Our wastewater systems

AlburyCity has three wastewater systems:

  • The urban area of Albury City
  • Hume Weir Village and  
  • Lara Lakes at Table Top

Splitters Creek, the residences around the Hawkesview/Knoble Roads area of Wirlinga, the rural residences on the outskirts of the urban area and the farmland residences are not connected to any sewerage reticulation system. These have their own on-site treatment systems which are monitored by Council’s ‘Compliance Section’.

There are approximately 24,250 connected customers and of these there are approximately 365 Trade Waste customers.

Albury City Urban system

The Albury City Urban system consists of:

  • Two treatment plants (Waterview at Splitters Creek and Kremur Street in West Albury) 
  • Six major pumping stations
  • 54 minor pumping stations  
  • Approximately 560km of sewer mains that vary in diameter from 150mm to 750mm.

Part of the reticulation system also includes 8,250 access manholes and 196 vent pipes.

Sewage generated from the various customers gravitates into the reticulation system and eventually flows to the pump stations which in-turn on pump it to the treatment plants. Depending where you live, the sewage generated from your property may go through five pump stations before it reaches the treatment plants.

The two treatment plants treated just under 3,800 megalitres (ML) in 2015/16; this equates to a daily average of 10.5 ML or the equivalent of four Olympic-sized swimming pools (a megalitre is one million litres).
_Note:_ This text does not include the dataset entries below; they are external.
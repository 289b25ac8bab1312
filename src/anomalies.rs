//! Anomaly dedup and severity ranking.
//!
//! Merges the five anomaly lists of a report into one sequence, drops
//! repeats of the same (region, date, type) identity keeping the first one
//! seen, and orders the survivors by severity rank with a stable sort.

use std::collections::HashSet;

use serde::Serialize;

use crate::types::{AnomalyRecord, AnomalyReport, Severity, SourceCategory};

/// Identity used for dedup.
///
/// Records with neither `state` nor `region` get a per-record key so they
/// can never collapse into one another.
#[derive(Debug, Clone, PartialEq, Eq, Hash)]
pub enum DedupKey {
    Identity {
        region: String,
        date: String,
        anomaly_type: String,
    },
    Unlocated {
        source: SourceCategory,
        index: usize,
    },
}

impl DedupKey {
    pub fn for_record(record: &AnomalyRecord) -> Self {
        match record.region_label() {
            Some(region) => DedupKey::Identity {
                region: region.to_string(),
                date: record.date.clone().unwrap_or_default(),
                anomaly_type: record.anomaly_type.clone(),
            },
            None => DedupKey::Unlocated {
                source: record.source,
                index: record.source_index,
            },
        }
    }
}

impl std::fmt::Display for DedupKey {
    fn fmt(&self, f: &mut std::fmt::Formatter<'_>) -> std::fmt::Result {
        match self {
            DedupKey::Identity {
                region,
                date,
                anomaly_type,
            } => write!(f, "{}-{}-{}", region, date, anomaly_type),
            DedupKey::Unlocated { source, index } => {
                write!(f, "{}#{}", source.report_key(), index)
            }
        }
    }
}

#[derive(Debug, Clone, Copy, Default, PartialEq, Eq, Serialize)]
#[serde(rename_all = "camelCase")]
pub struct SeverityCounts {
    pub critical: usize,
    pub high: usize,
    pub medium: usize,
    pub low: usize,
    pub unknown: usize,
}

impl SeverityCounts {
    pub fn tally<'a>(records: impl IntoIterator<Item = &'a AnomalyRecord>) -> Self {
        let mut counts = Self::default();
        for r in records {
            match r.severity {
                Severity::Critical => counts.critical += 1,
                Severity::High => counts.high += 1,
                Severity::Medium => counts.medium += 1,
                Severity::Low => counts.low += 1,
                Severity::Unknown => counts.unknown += 1,
            }
        }
        counts
    }

    pub fn total(&self) -> usize {
        self.critical + self.high + self.medium + self.low + self.unknown
    }
}

/// Full deduped, severity-ordered anomaly set.
#[derive(Debug, Clone, Default, PartialEq, Serialize)]
pub struct RankedAnomalies {
    pub records: Vec<AnomalyRecord>,
    /// Records dropped as duplicates of an earlier key.
    pub duplicates_dropped: usize,
}

impl RankedAnomalies {
    /// First `n` records for display. The full set stays available.
    pub fn top(&self, n: usize) -> &[AnomalyRecord] {
        &self.records[..n.min(self.records.len())]
    }

    pub fn len(&self) -> usize {
        self.records.len()
    }

    pub fn is_empty(&self) -> bool {
        self.records.is_empty()
    }

    pub fn severity_counts(&self) -> SeverityCounts {
        SeverityCounts::tally(&self.records)
    }
}

/// Keep the first record per key, preserving input order.
pub fn dedup_first_seen<I>(records: I) -> (Vec<AnomalyRecord>, usize)
where
    I: IntoIterator<Item = AnomalyRecord>,
{
    let mut seen = HashSet::new();
    let mut kept = Vec::new();
    let mut dropped = 0usize;
    for record in records {
        if seen.insert(DedupKey::for_record(&record)) {
            kept.push(record);
        } else {
            dropped += 1;
        }
    }
    (kept, dropped)
}

/// Stable sort, highest severity rank first.
pub fn sort_by_severity(records: &mut [AnomalyRecord]) {
    records.sort_by_key(|r| std::cmp::Reverse(r.severity.rank()));
}

pub fn rank_anomalies(report: &AnomalyReport) -> RankedAnomalies {
    let merged = report
        .dedup_sources()
        .into_iter()
        .flat_map(|list| list.iter().cloned());

    let (mut records, duplicates_dropped) = dedup_first_seen(merged);
    sort_by_severity(&mut records);

    if duplicates_dropped > 0 {
        log::debug!(
            "Anomaly ranking: kept {} records, dropped {} duplicates",
            records.len(),
            duplicates_dropped
        );
    }

    RankedAnomalies {
        records,
        duplicates_dropped,
    }
}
Part of the operations of the wastewater system sees Calcium Nitrate being dosed at seven pump stations throughout the City to control odour. For emergency purposes, particularly electricity blackouts, two of the major pump stations have diesel-powered back-up generators (a third is being purchased in 2016/17) and these generators can also be transported and used at the treatment plants. Council also has two mobile pump stations that can be taken and used at any one of the minor pump stations should these stations have a blackout or there is a major pump malfunction.

Kremur Street Treatment Plant

The Kremur Street treatment plant was constructed in 1916 and has been upgraded or modified a number of times, the last being in the late-1980s. It is a Biological Nutrient Removal (BNR) plant with a treatment capacity of 12 ML per day. Disinfection at this plant occurs via the two large maturation ponds which form part of Horseshoe Lagoon (in West Albury). The treated effluent is pumped to Waterview Treatment Plant where it mixes with the treated effluent from the Waterview Treatment Plant.

Waterview Treatment Plant

The Waterview Treatment Plant was constructed in 2000 and is also a BNR plant. It has a treatment capacity of 8 ML per day and incorporates tertiary treatment using sand filtration and disinfection by Ultraviolet (UV) irradiation. Plans are underway to augment Waterview Treatment Plant to 24 ML per day capacity which will allow the decommissioning of Kremur Street Treatment Plant which is nearing the end of its useful life.

Both treatment plants have chemical back-up (using Alum) for phosphorus removal. A by-product of the treatment process is biosolids (sludge) and approximately 8,370 tonnes was produced in 2014/15; this is delivered to the Albury Landfill where it used as a ‘capping’ material to cover the collected garbage and waste. Part of the upgrade of the Waterview Treatment Plant will incorporate further treatment of the biosolids which will then allow it to be disposed of on-site – biosolids are an ideal soil conditioner.

An approval condition for the construction of the Waterview Treatment Plant was that no treated effluent was to discharge back into the Murray River. Therefore, all the treated effluent produced by both plants become part of a reclaimed water re-use system, and this is discharged to the Wonga Wetlands in the cooler months and to two timber plantations and irrigated pastures during the warmer months.

Hume Weir Village system

This system only services the Hume Weir Resort, the Hume Weir Caravan Park and the Hume Dam workshop and Eraring electricity power station. It was constructed in 1977 and has a capacity of 100 kilolitres per day (one kilolitre is 1,000 litres). It is an activated sludge plant utilising a Pasveer channel. Disinfection is achieved using maturation ponds and the treated effluent is discharged to the Murray River approximately 300 metres downstream of the Hume Dam wall.

The sludge produced as part of the treatment process is collected in a sludge lagoon which is allowed to dry out and every two years the dried sludge is collected and disposed of at the Albury Landfill.

Lara Lakes system

This system only services approximately 35 residences surrounding Lara Lakes in Table Top. It was constructed in 1989 and has a capacity of 100 kilolitres per day (one kilolitre is 1,000 litres). Its treatment process uses two facultative lagoons and the treated effluent is irrigated onto 1.5 hectares of adjacent woodlots.